Every time I watch Microsoft’s promo video for it HoloLens technology, I’m blown away by how it could disrupt so many industries. Watch the video below. Twenty seconds in, “the world with holograms” opens up and you see the Seattle Sounders facing off against FC Dallas. The soccer match appears on a HoloLens TV that materializes on a blank wall.
If the final product delivers what’s seen on the video, then HoloLens owners will presumably be able to watch TV from any room. If that’s the case, then why own a television? The HoloLens TV wouldn’t need video cables or power cords, like a physical television. It doesn’t need mounting equipment. Who knows? It might not even need a set-top box.
Don’t get me wrong, in my household, watching television is usually done with family or friends. We would need about six HoloLens units to replace one physical TV. That isn’t going to happen.
If my 25-year-old self owned a HoloLens in his studio apartment, I don’t think he would fork over hundreds of dollars to buy a “real” TV from Sony, Vizio or Samsung. It seems so cumbersome and restrictive compared to the freedom afforded by a virtual screen that can be projected onto any wall.

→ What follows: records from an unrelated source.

// SPDX-License-Identifier: MPL-2.0
//! `iced_mosaic` shows a fixed set of images as a masonry wall built with the
//! Iced GUI framework.
//!
//! The wall can be dragged, wheel-scrolled and zoomed (Ctrl/Cmd + wheel or a
//! two-finger pinch). Clicking or tapping a tile opens it in a detail view.
//! Layout and hit testing live in [`gallery`] and are pure geometry; the
//! interactive pieces live in [`ui`].

#![doc(html_root_url = "https://docs.rs/iced_mosaic/0.1.0")]

pub mod app;
pub mod config;
pub mod error;
pub mod gallery;
pub mod i18n;
pub mod media;
pub mod ui;

#[cfg(test)]
pub(crate) mod test_utils;
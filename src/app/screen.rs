// SPDX-License-Identifier: MPL-2.0
//! Screen enumeration for application navigation.

/// Screens the user can navigate between.
#[derive(Debug, Clone, Copy, PartialEq, Eq, Default)]
pub enum Screen {
    #[default]
    Wall,
    /// One image, by source index.
    Detail(usize),
}
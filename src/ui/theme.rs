// SPDX-License-Identifier: MPL-2.0
//! Shared UI color helpers.

use crate::ui::design_tokens::palette;
use iced::Color;

/// Color behind and between the wall tiles.
pub fn wall_background() -> Color {
    palette::GRAY_950
}

/// Standard color for error text.
pub fn error_text_color() -> Color {
    palette::ERROR_500
}

/// Standard color for muted/secondary text.
pub fn muted_text_color() -> Color {
    palette::GRAY_400
}

/// Translucent backing for labels drawn over the wall.
pub fn hud_background() -> Color {
    Color {
        a: crate::ui::design_tokens::opacity::OVERLAY_STRONG,
        ..palette::BLACK
    }
}
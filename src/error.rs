// SPDX-License-Identifier: MPL-2.0
use std::fmt;
use std::path::{Path, PathBuf};

#[derive(Debug, Clone)]
pub enum Error {
    Io(String),
    Image(ImageLoadError),
    Svg(String),
    Config(String),
}

/// A single image that failed to load, with the path it came from.
#[derive(Debug, Clone, PartialEq, Eq)]
pub struct ImageLoadError {
    pub path: PathBuf,
    pub message: String,
}

impl ImageLoadError {
    pub fn new(path: &Path, message: impl Into<String>) -> Self {
        Self {
            path: path.to_path_buf(),
            message: message.into(),
        }
    }

    /// Returns the i18n message key shown to the user for this failure.
    pub fn i18n_key(&self) -> &'static str {
        "error-load-image"
    }
}

impl fmt::Display for ImageLoadError {
    fn fmt(&self, f: &mut fmt::Formatter<'_>) -> fmt::Result {
        write!(f, "{}: {}", self.path.display(), self.message)
    }
}

impl Error {
    /// Attaches the offending path to a decode or I/O failure.
    pub fn for_path(self, path: &Path) -> Self {
        match self {
            Error::Io(msg) | Error::Svg(msg) => Error::Image(ImageLoadError::new(path, msg)),
            other => other,
        }
    }
}

impl fmt::Display for Error {
    fn fmt(&self, f: &mut fmt::Formatter<'_>) -> fmt::Result {
        match self {
            Error::Io(e) => write!(f, "I/O Error: {}", e),
            Error::Image(e) => write!(f, "Image Error: {}", e),
            Error::Svg(e) => write!(f, "SVG Error: {}", e),
            Error::Config(e) => write!(f, "Config Error: {}", e),
        }
    }
}

impl std::error::Error for Error {}

impl From<std::io::Error> for Error {
    fn from(err: std::io::Error) -> Self {
        Error::Io(err.to_string())
    }
}

impl From<image_rs::ImageError> for Error {
    fn from(err: image_rs::ImageError) -> Self {
        Error::Io(err.to_string())
    }
}

impl From<toml::de::Error> for Error {
    fn from(err: toml::de::Error) -> Self {
        Error::Config(err.to_string())
    }
}

impl From<toml::ser::Error> for Error {
    fn from(err: toml::ser::Error) -> Self {
        Error::Config(err.to_string())
    }
}

pub type Result<T> = std::result::Result<T, Error>;
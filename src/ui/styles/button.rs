// SPDX-License-Identifier: MPL-2.0
//! Centralized button styles.

use crate::ui::design_tokens::{
    opacity,
    palette::{self, BLACK, WHITE},
    radius, shadow,
};
use iced::widget::button;
use iced::{Background, Border, Color, Theme};

/// Primary action button (back to the wall, show details).
pub fn primary(_theme: &Theme, status: button::Status) -> button::Style {
    let (background, border_color, shadow) = match status {
        button::Status::Active | button::Status::Pressed => {
            (palette::PRIMARY_500, palette::PRIMARY_600, shadow::SM)
        }
        button::Status::Hovered => (palette::PRIMARY_400, palette::PRIMARY_500, shadow::MD),
        button::Status::Disabled => (palette::GRAY_200, palette::GRAY_400, shadow::NONE),
    };

    button::Style {
        background: Some(Background::Color(background)),
        text_color: if matches!(status, button::Status::Disabled) {
            palette::GRAY_400
        } else {
            WHITE
        },
        border: Border {
            color: border_color,
            width: 1.0,
            radius: radius::SM.into(),
        },
        shadow,
        snap: true,
    }
}

/// Translucent button drawn over the wall.
pub fn overlay(
    text_color: Color,
    alpha_normal: f32,
    alpha_hover: f32,
) -> impl Fn(&Theme, button::Status) -> button::Style {
    move |_theme: &Theme, status: button::Status| {
        let alpha = match status {
            button::Status::Hovered => alpha_hover,
            button::Status::Pressed => opacity::OVERLAY_PRESSED,
            _ => alpha_normal,
        };

        button::Style {
            background: Some(Background::Color(Color { a: alpha, ..BLACK })),
            text_color,
            border: Border {
                radius: radius::SM.into(),
                ..Default::default()
            },
            shadow: shadow::NONE,
            snap: true,
        }
    }
}

/// [`overlay`] with the wall's standard colors.
pub fn overlay_default(theme: &Theme, status: button::Status) -> button::Style {
    overlay(WHITE, opacity::OVERLAY_MEDIUM, opacity::OVERLAY_HOVER)(theme, status)
}
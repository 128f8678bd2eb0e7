// SPDX-License-Identifier: MPL-2.0
//! Event subscriptions for the application.
//!
//! Pointer and touch input reaches the wall through its canvas. Only the
//! window-level events the canvas cannot see are routed from here.

use super::Message;
use iced::keyboard::{self, key::Named, Key};
use iced::{event, window, Event, Subscription};

/// Window size changes and the Escape key.
pub fn create_event_subscription() -> Subscription<Message> {
    event::listen_with(|event, status, _window_id| match event {
        Event::Window(window::Event::Opened { size, .. } | window::Event::Resized(size)) => {
            Some(Message::WindowResized(size))
        }
        Event::Keyboard(keyboard::Event::KeyPressed {
            key: Key::Named(Named::Escape),
            ..
        }) if status == event::Status::Ignored => Some(Message::EscapePressed),
        _ => None,
    })
}
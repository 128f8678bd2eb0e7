// SPDX-License-Identifier: MPL-2.0
//! Drag state management
//!
//! Handles grab-and-drag panning and decides whether a release was a click.
//! A press that never strays farther than [`CLICK_THRESHOLD_PX`] from where it
//! started is a click; anything else is the end of a drag.

use crate::config::CLICK_THRESHOLD_PX;
use iced::{Point, Vector};

/// How a pointer release should be interpreted.
#[derive(Debug, Clone, Copy, PartialEq)]
pub enum Release {
    /// No press was active.
    None,
    /// The pointer stayed within the click threshold.
    Click(Point),
    /// The pointer moved far enough to count as a drag.
    DragEnded,
}

/// Manages grab-and-drag state
#[derive(Debug, Clone, Default)]
pub struct DragState {
    /// Whether a drag operation is currently active
    pub is_dragging: bool,

    /// Position where the press started
    pub start_position: Option<Point>,

    /// Position of the previous move event (deltas are relative to it)
    pub last_position: Option<Point>,

    /// Largest distance from the start position seen during this press
    pub max_distance: f32,
}

impl DragState {
    /// Starts a drag operation
    pub fn start(&mut self, position: Point) {
        self.is_dragging = true;
        self.start_position = Some(position);
        self.last_position = Some(position);
        self.max_distance = 0.0;
    }

    /// Records a move and returns how far the pointer travelled since the
    /// previous event, or `None` when no drag is active.
    pub fn update(&mut self, position: Point) -> Option<Vector> {
        if !self.is_dragging {
            return None;
        }

        let last = self.last_position?;
        if let Some(start) = self.start_position {
            self.max_distance = self.max_distance.max(start.distance(position));
        }
        self.last_position = Some(position);

        Some(position - last)
    }

    /// Ends the press and classifies it.
    pub fn finish(&mut self, position: Point) -> Release {
        if !self.is_dragging {
            return Release::None;
        }

        if let Some(start) = self.start_position {
            self.max_distance = self.max_distance.max(start.distance(position));
        }
        let release = if self.is_click() {
            Release::Click(position)
        } else {
            Release::DragEnded
        };

        self.cancel();
        release
    }

    /// Ends the press without producing a click
    pub fn cancel(&mut self) {
        self.is_dragging = false;
        self.start_position = None;
        self.last_position = None;
        self.max_distance = 0.0;
    }

    /// Whether the current press is still within the click threshold.
    #[must_use]
    pub fn is_click(&self) -> bool {
        self.max_distance < CLICK_THRESHOLD_PX
    }
}
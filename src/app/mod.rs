// SPDX-License-Identifier: MPL-2.0
//! Application root state and orchestration between the wall and detail views.
//!
//! The `App` struct wires together the wall component, localization and
//! configuration, and translates messages into side effects like image
//! loading or screen switches.

mod message;
pub mod paths;
mod screen;
pub mod sources;
mod subscription;
mod update;
mod view;

pub use message::{Flags, Message};
pub use screen::Screen;

use crate::config;
use crate::i18n::fluent::I18n;
use crate::ui::wall;
use iced::{window, Element, Size, Subscription, Task, Theme};
use std::fmt;

/// Root Iced application state.
pub struct App {
    pub i18n: I18n,
    screen: Screen,
    wall: wall::State,
    shuffle: bool,
    shuffle_seed: Option<u64>,
}

impl fmt::Debug for App {
    fn fmt(&self, f: &mut fmt::Formatter<'_>) -> fmt::Result {
        f.debug_struct("App")
            .field("screen", &self.screen)
            .field("images", &self.wall.image_count())
            .finish()
    }
}

pub const WINDOW_DEFAULT_HEIGHT: u32 = 800;
pub const WINDOW_DEFAULT_WIDTH: u32 = 1280;
pub const MIN_WINDOW_HEIGHT: u32 = 320;
pub const MIN_WINDOW_WIDTH: u32 = 320;

/// Builds the window settings
pub fn window_settings() -> window::Settings {
    window::Settings {
        size: default_window_size(),
        min_size: Some(Size::new(MIN_WINDOW_WIDTH as f32, MIN_WINDOW_HEIGHT as f32)),
        ..window::Settings::default()
    }
}

fn default_window_size() -> Size {
    Size::new(WINDOW_DEFAULT_WIDTH as f32, WINDOW_DEFAULT_HEIGHT as f32)
}

/// Entry point used by `main.rs` to launch the Iced application loop.
pub fn run(flags: Flags) -> iced::Result {
    use std::cell::RefCell;

    paths::init_cli_overrides(flags.config_dir.clone());

    // iced 0.14 requires an `Fn` boot closure; flags are consumed on the first call.
    let boot_state = RefCell::new(Some(flags));
    let boot = move || {
        let flags = boot_state.borrow_mut().take().unwrap_or_default();
        App::new(flags)
    };

    iced::application(boot, App::update, App::view)
        .title(App::title)
        .theme(App::theme)
        .window(window_settings())
        .subscription(App::subscription)
        .run()
}

impl App {
    /// Loads the config, picks the image sources and kicks off the
    /// asynchronous load.
    fn new(flags: Flags) -> (Self, Task<Message>) {
        let (config, config_warning) = config::load();
        let i18n = I18n::new(flags.lang.clone(), &config);

        if let Some(key) = config_warning {
            log::warn!("{}", i18n.tr(&key));
        }

        let mut app = App {
            i18n,
            screen: Screen::Wall,
            wall: wall::State::new(config.gallery.gap_px(), default_window_size()),
            shuffle: flags.shuffle || config.gallery.shuffle_enabled(),
            shuffle_seed: config.gallery.shuffle_seed,
        };

        let config_dir = paths::get_app_config_dir();
        let task = match sources::resolve_sources(
            &flags.paths,
            &config.gallery.images,
            config_dir.as_deref(),
        ) {
            Ok(sources) => update::start_loading(&mut app.wall, sources),
            Err(error) => {
                log::error!("Could not collect images: {error}");
                app.wall.set_error(&error);
                Task::none()
            }
        };

        (app, task)
    }

    fn title(&self) -> String {
        match self.screen {
            Screen::Wall => self.i18n.tr("window-title"),
            Screen::Detail(index) => {
                let number = (index + 1).to_string();
                self.i18n
                    .tr_with_args("window-title-detail", &[("index", &number)])
            }
        }
    }

    fn theme(&self) -> Theme {
        Theme::Dark
    }

    fn subscription(&self) -> Subscription<Message> {
        subscription::create_event_subscription()
    }

    fn update(&mut self, message: Message) -> Task<Message> {
        let mut ctx = update::UpdateContext {
            screen: &mut self.screen,
            wall: &mut self.wall,
            shuffle: self.shuffle,
            shuffle_seed: self.shuffle_seed,
        };

        match message {
            Message::Wall(wall_message) => update::handle_wall_message(&mut ctx, wall_message),
            Message::Detail(detail_message) => {
                update::handle_detail_message(&mut ctx, detail_message)
            }
            Message::ImagesLoaded(result) => update::handle_images_loaded(&mut ctx, result),
            Message::WindowResized(size) => update::handle_window_resized(&mut ctx, size),
            Message::EscapePressed => update::handle_escape(&mut ctx),
        }
    }

    fn view(&self) -> Element<'_, Message> {
        view::view(view::ViewContext {
            i18n: &self.i18n,
            screen: self.screen,
            wall: &self.wall,
        })
    }
}
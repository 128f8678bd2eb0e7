// SPDX-License-Identifier: MPL-2.0
//! Zoom scale management
//!
//! The wall is zoomed by a single uniform factor. Pinch and wheel zoom both go
//! through [`ViewScale`], which keeps the factor inside `[MIN_SCALE, MAX_SCALE]`.

pub use crate::config::{DEFAULT_SCALE, MAX_SCALE, MIN_SCALE, WHEEL_ZOOM_FACTOR};

/// Viewport zoom factor, guaranteed to be within valid range (0.5–2.0).
///
/// This type ensures that scale values are always valid, eliminating
/// the need for manual clamping at usage sites.
#[derive(Debug, Clone, Copy, PartialEq)]
pub struct ViewScale(f32);

impl ViewScale {
    /// Creates a new scale, clamping the value to the valid range.
    /// Non-finite input falls back to the default scale.
    #[must_use]
    pub fn new(scale: f32) -> Self {
        if scale.is_finite() {
            Self(scale.clamp(MIN_SCALE, MAX_SCALE))
        } else {
            Self::default()
        }
    }

    /// Returns the raw factor.
    #[must_use]
    pub fn value(self) -> f32 {
        self.0
    }

    /// Returns the scale as a percentage (e.g., 1.0 → 100%).
    #[must_use]
    pub fn as_percent(self) -> f32 {
        self.0 * 100.0
    }

    /// Multiplies the scale by `factor`, clamping the result.
    #[must_use]
    pub fn multiplied(self, factor: f32) -> Self {
        Self::new(self.0 * factor)
    }

    /// Scale after `lines` wheel notches (negative lines zoom out).
    #[must_use]
    pub fn after_wheel(self, lines: f32) -> Self {
        self.multiplied(WHEEL_ZOOM_FACTOR.powf(lines))
    }
}

impl Default for ViewScale {
    fn default() -> Self {
        Self(DEFAULT_SCALE)
    }
}

/// Formats a number for display (removes unnecessary decimal places)
#[must_use]
pub fn format_number(value: f32) -> String {
    if value.fract().abs() < f32::EPSILON {
        // Value has no fractional part, so it represents an integer exactly
        #[allow(clippy::cast_possible_truncation)]
        let int_value = value as i32;
        format!("{int_value}")
    } else {
        format!("{value:.1}")
            .trim_end_matches('0')
            .trim_end_matches('.')
            .to_string()
    }
}

#[cfg(test)]
mod tests {
    use super::*;
    use crate::test_utils::assert_abs_diff_eq;

    #[test]
    fn default_scale_is_one() {
        assert_abs_diff_eq!(ViewScale::default().value(), 1.0);
    }

    #[test]
    fn new_clamps_to_range() {
        assert_abs_diff_eq!(ViewScale::new(0.1).value(), MIN_SCALE);
        assert_abs_diff_eq!(ViewScale::new(9.0).value(), MAX_SCALE);
        assert_abs_diff_eq!(ViewScale::new(1.5).value(), 1.5);
    }

    #[test]
    fn non_finite_scale_falls_back_to_default() {
        assert_eq!(ViewScale::new(f32::NAN), ViewScale::default());
        assert_eq!(ViewScale::new(f32::INFINITY), ViewScale::default());
    }

    #[test]
    fn wheel_zoom_multiplies_per_line() {
        let scale = ViewScale::default().after_wheel(1.0);
        assert_abs_diff_eq!(scale.value(), WHEEL_ZOOM_FACTOR);

        let back = scale.after_wheel(-1.0);
        assert_abs_diff_eq!(back.value(), 1.0, epsilon = 1e-6);
    }

    #[test]
    fn wheel_zoom_stops_at_bounds() {
        let scale = ViewScale::default().after_wheel(100.0);
        assert_abs_diff_eq!(scale.value(), MAX_SCALE);
        let scale = ViewScale::default().after_wheel(-100.0);
        assert_abs_diff_eq!(scale.value(), MIN_SCALE);
    }

    #[test]
    fn format_number_trims_decimals() {
        assert_eq!(format_number(100.0), "100");
        assert_eq!(format_number(110.00001), "110");
        assert_eq!(format_number(72.5), "72.5");
    }
}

Look at that video again. People make Skype calls using virtual screens instead of computer monitors. In another part of the video, a person uses Holo Studio, Microsoft’s 3D modeling program, to build a rocket. The app uses a another virtual screen.
With the use of virtual screens, will HoloLens applications need computer monitors at all? Maybe a physical keyboard paired with a holographic screen will be the laptop of the future. If that’s the case, then companies that make monitors need to keep an eye on this new technology.